I've been asked to find bijection between $\{0,1,2\}^\mathbb{N}$, the set of infinite sequences of $0,1$ and $2$, and the open interval $(0,1)$, and am told that it follows a similar logic to the proof creating a bijection between $10^\mathbb{N}=\{0,1,2,3,4,5,6,7,8,9\}$ and the open interval $(0,1)$.

I can find the bijection between $10^\mathbb{N}=\{0,1,2,3,4,5,6,7,8,9\}$ and $(0,1)$ by picking some $a \in 10^\mathbb{N}$ and showing that it converges to some number $b \in (0,1)$. Noticing that it is possible for two sequences to converge to the same number $b \in (0,1)$, such as $0.5$ and $0.4\bar{9}$, we create $A=$ "set of sequences with two representations" and $B=$ "numbers with 2 representations". I can then show that these two sets have a bijection between them without much difficulty.

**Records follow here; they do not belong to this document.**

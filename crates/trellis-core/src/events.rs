//! Window- and document-level notifications.
//!
//! Widgets never keep listeners installed while idle: `EventHub::listen`
//! hands back a [`Dispose`] that the widget runs (directly or through a
//! [`Scope`](crate::Scope)) as soon as it stops caring.

use std::cell::RefCell;
use std::rc::{Rc, Weak};

use bitflags::bitflags;
use slotmap::{SlotMap, new_key_type};

use crate::Dispose;

bitflags! {
    #[derive(Clone, Copy, Debug, PartialEq, Eq, Hash)]
    pub struct EventMask: u8 {
        /// Window resized.
        const RESIZE = 1 << 0;
        /// Anything scrolled (captured at window level).
        const SCROLL = 1 << 1;
        /// The host's main content area changed size.
        const MAIN_RESIZED = 1 << 2;
    }
}

new_key_type! {
    pub struct ListenerId;
}

struct Listener {
    mask: EventMask,
    callback: Rc<dyn Fn(EventMask)>,
}

#[derive(Default)]
struct HubInner {
    listeners: SlotMap<ListenerId, Listener>,
}

#[derive(Clone, Default)]
pub struct EventHub {
    inner: Rc<RefCell<HubInner>>,
}

impl EventHub {
    pub fn new() -> Self {
        Self::default()
    }

    /// Installs `f` for every event in `mask`. The returned handle removes it.
    pub fn listen(&self, mask: EventMask, f: impl Fn(EventMask) + 'static) -> Dispose {
        let id = self.inner.borrow_mut().listeners.insert(Listener {
            mask,
            callback: Rc::new(f),
        });
        log::trace!("listener {id:?} installed for {mask:?}");

        let weak: Weak<RefCell<HubInner>> = Rc::downgrade(&self.inner);
        Dispose::new(move || {
            if let Some(inner) = weak.upgrade() {
                inner.borrow_mut().listeners.remove(id);
                log::trace!("listener {id:?} removed");
            }
        })
    }

    /// Delivers `event` to every listener whose mask intersects it.
    pub fn emit(&self, event: EventMask) {
        let targets: Vec<Rc<dyn Fn(EventMask)>> = self
            .inner
            .borrow()
            .listeners
            .values()
            .filter(|l| l.mask.intersects(event))
            .map(|l| l.callback.clone())
            .collect();
        for cb in targets {
            cb(event);
        }
    }

    pub fn listener_count(&self) -> usize {
        self.inner.borrow().listeners.len()
    }
}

What I do not understand is how to transfer this framework once we no longer have the ability to create an infinite sequence corresponding to any number in $(0,1)$ and I am struggling to find a function that allows me to do so. Any tips would be appreciated.

  • 2
    $\begingroup$ Hint. Think about expressing the numbers in $(0,1)$ using base $3$ decimals instead of base $10$ decimals. $\endgroup$ – Ethan Bolker Nov 6 '18 at 18:47
  • $\begingroup$ I was trying to think of something like $0=00$, $1=01$, $2=02$, $3=10$, ... $8=22$, But then I don't have a unique 2 digit sequence to represent a 9. Could I simply do a unique 3 digit sequence for each number? $\endgroup$ – Corran Horn Nov 6 '18 at 18:51
  • $\begingroup$ There are $27$ three digit sequences. If you use $10$ of them to encode the $10$ decimal digits your map won't use all the infinite sequences you care about. You are overthinking this. Just use base $3$. $\endgroup$ – Ethan Bolker Nov 6 '18 at 18:56

Hint: The bijection for the $10^{\mathbb N}$ looks probably like this: \begin{align*} (x_k)_{k \in \mathbb N} \mapsto \sum_{k = 1}^\infty \frac{x_k}{10^k} \end{align*} (afterwards fixing the problem with $0. ....9999....$ that you mentioned). Try something similar.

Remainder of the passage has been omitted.